Lack of cores cost the world 3.9 million less cars produced, or more than $100 billion

Global auto production will fall by 3.9 million units this year due to chip supply shortages, with a potential loss of $110 billion, an 81.5 percent increase from the $60.6 billion the firm predicted at the end of January, according to the latest forecast from consulting firm AlixPartners.

Mark Wakefield, global co-head of Arrow Platinum’s automotive and industrial business, said the chip production cycle is too long, Japanese chip supplier Renesas Electronics (Renesas) a factory fire near Tokyo and the U.S. Texas winter snowstorm and other unexpected factors, together led to this year’s chip shortage phenomenon.

Affected by the chip shortage, including Ford, General Motors, Stellantis and other automakers have been forced to stop production for days or even weeks.

Arrow Platinum forecasts that global vehicle production will fall by 3.9 million units this year due to the chip supply shortage, 1.7 million units more than the 2.2 million units forecast at the end of January, up 77 percent.

Dan Hearsch, managing director of Arrow’s automotive business, said that an average car currently uses up to 1,400 chips, a number that will only increase in the future.

Global automakers have also warned about the chip shortage in recent earnings reports, saying that the chip shortage problem is likely to worsen in the future.
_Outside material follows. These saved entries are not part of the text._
// This Source Code Form is subject to the terms of the Mozilla Public
// License, v. 2.0. If a copy of the MPL was not distributed with this
// file, You can obtain one at https://mozilla.org/MPL/2.0/.

//! 2D profile definitions and triangulation

use crate::error::{Error, Result};
use crate::triangulation::triangulate_polygon;
use nalgebra::{Matrix3, Point2};

/// 2D profile with optional holes
#[derive(Debug, Clone, PartialEq)]
pub struct Profile2D {
    /// Outer boundary
    pub outer: Vec<Point2<f64>>,
    pub holes: Vec<Vec<Point2<f64>>>,
}

/// Triangulated profile: every vertex (outer, then holes) and triangle indices
#[derive(Debug, Clone)]
pub struct Triangulation {
    pub points: Vec<Point2<f64>>,
    pub indices: Vec<usize>,
}

impl Profile2D {
    pub fn new(outer: Vec<Point2<f64>>) -> Self {
        Self {
            outer,
            holes: Vec::new(),
        }
    }

    /// Rectangle centred at the origin
    pub fn rectangle(width: f64, height: f64) -> Self {
        let (hw, hh) = (width / 2.0, height / 2.0);
        Self::new(vec![
            Point2::new(-hw, -hh),
            Point2::new(hw, -hh),
            Point2::new(hw, hh),
            Point2::new(-hw, hh),
        ])
    }

    /// Circle centred at the origin
    ///
    /// `segments` defaults to an adaptive count.
    pub fn circle(radius: f64, segments: Option<usize>) -> Self {
        let segments = segments.unwrap_or_else(|| calculate_circle_segments(radius));
        let step = std::f64::consts::TAU / segments as f64;
        Self::new(
            (0..segments)
                .map(|i| {
                    let angle = step * i as f64;
                    Point2::new(radius * angle.cos(), radius * angle.sin())
                })
                .collect(),
        )
    }

    /// Polygon from a closed or open ring
    ///
    /// A repeated closing point is dropped.
    pub fn from_ring(mut points: Vec<Point2<f64>>) -> Self {
        if points.len() > 1 && (points[0] - points[points.len() - 1]).norm() < 1e-10 {
            points.pop();
        }
        Self::new(points)
    }

    /// Apply a 2D homogeneous transform (profile Position)
    pub fn transform(&mut self, matrix: &Matrix3<f64>) {
        let apply = |p: &mut Point2<f64>| *p = matrix.transform_point(p);
        self.outer.iter_mut().for_each(apply);
        self.holes.iter_mut().flatten().for_each(apply);
    }

    /// Triangulate the profile
    pub fn triangulate(&self) -> Result<Triangulation> {
        if self.outer.len() < 3 {
            return Err(Error::profile("Profile must have at least 3 vertices"));
        }

        let indices = triangulate_polygon(&self.outer, &self.holes)?;
        let points = self
            .outer
            .iter()
            .chain(self.holes.iter().filter(|h| h.len() >= 3).flatten())
            .copied()
            .collect();

        Ok(Triangulation { points, indices })
    }

    /// Shoelace area of the outer ring (positive when counter-clockwise)
    pub fn signed_area(&self) -> f64 {
        let n = self.outer.len();
        (0..n)
            .map(|i| {
                let (a, b) = (&self.outer[i], &self.outer[(i + 1) % n]);
                a.x * b.y - b.x * a.y
            })
            .sum::<f64>()
            / 2.0
    }
}

/// Adaptive number of segments for a circle
#[inline]
pub fn calculate_circle_segments(radius: f64) -> usize {
    let segments = (radius.abs().sqrt() * 8.0).ceil() as usize;
    segments.clamp(8, 32)
}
Ford CEO Jim Farley previously said in a quarterly call, as the chip shortage may further worsen, Ford’s planned production in the second quarter will be forced to reduce 50%, much higher than the 17 percent drop in the first quarter. The company is redesigning its cars to use the most common and available chips today.

However, the reduced supply of cars has led to an increase in profit per vehicle.

Farley said Ford will keep its vehicle inventories low to boost its per-vehicle profit amid the impact of the Chinese Communist virus outbreak and chip shortages. For the first quarter, Ford recorded net earnings of $3.3 billion, or 81 cents per share, well ahead of market expectations (21 cents) and a record since 2011.

Arrow Platinum expects that vehicle production will be most affected in the second quarter and will likely gradually improve in the second half of this year until 2022.